Story by: Telegraph reporters The Telegraph

West Yorkshire, including Leeds, is set to enter Tier 3 at 12.01am on Monday, November 2 after a rapid rise in coronavirus cases. The areas plunged into lockdown also include Bradford, Kirklees, Calderdale and Wakefield.

It comes after South Yorkshire was also moved to the third and highest tier of restrictions. As well as Sheffield, the areas affected include Barnsley, Rotherham and Doncaster.

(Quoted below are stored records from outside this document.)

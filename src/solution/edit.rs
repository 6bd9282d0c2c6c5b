//! Undo tokens for the mutation primitives.

/// The inverse information of one primitive mutation.
///
/// Produced by [`Solution::insert`](super::Solution::insert),
/// [`Solution::remove`](super::Solution::remove) and
/// [`Solution::replace`](super::Solution::replace); consumed by
/// [`Solution::revert`](super::Solution::revert). Tokens must be reverted
/// in the reverse order of creation.
///
/// `prior` is the assignment entry of the affected job before the edit.
#[must_use = "an edit must be reverted or explicitly discarded"]
#[derive(Debug, Clone, Copy, PartialEq, Eq)]
pub enum Edit {
    /// `job` was inserted at `position` of `machine`.
    Inserted {
        job: usize,
        machine: usize,
        position: usize,
        prior: Option<usize>,
    },

    /// `job` was removed from `position` of `machine`.
    Removed {
        job: usize,
        machine: usize,
        position: usize,
        prior: Option<usize>,
    },

    /// `job` overwrote `previous` at `position` of `machine`.
    Replaced {
        job: usize,
        previous: usize,
        machine: usize,
        position: usize,
        prior: Option<usize>,
    },
}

The new restrictions for South Yorkshire took effect at 12.01am on Saturday October 24.

In a letter to colleagues, Dan Jarvis, the mayor of Sheffield, said: “This decision has not been taken lightly.” 

South Yorkshire’s police and crime commissioner, Dr Alan Billings, said the Government must realise people will only abide by the rules “as long as they feel that what is being proposed is not just reactive, but part of a longer term strategy to defeat the virus”.

What about Leeds and West Yorkshire?

Leeds and West Yorkshire will enter Tier 3 restrictions on November 2.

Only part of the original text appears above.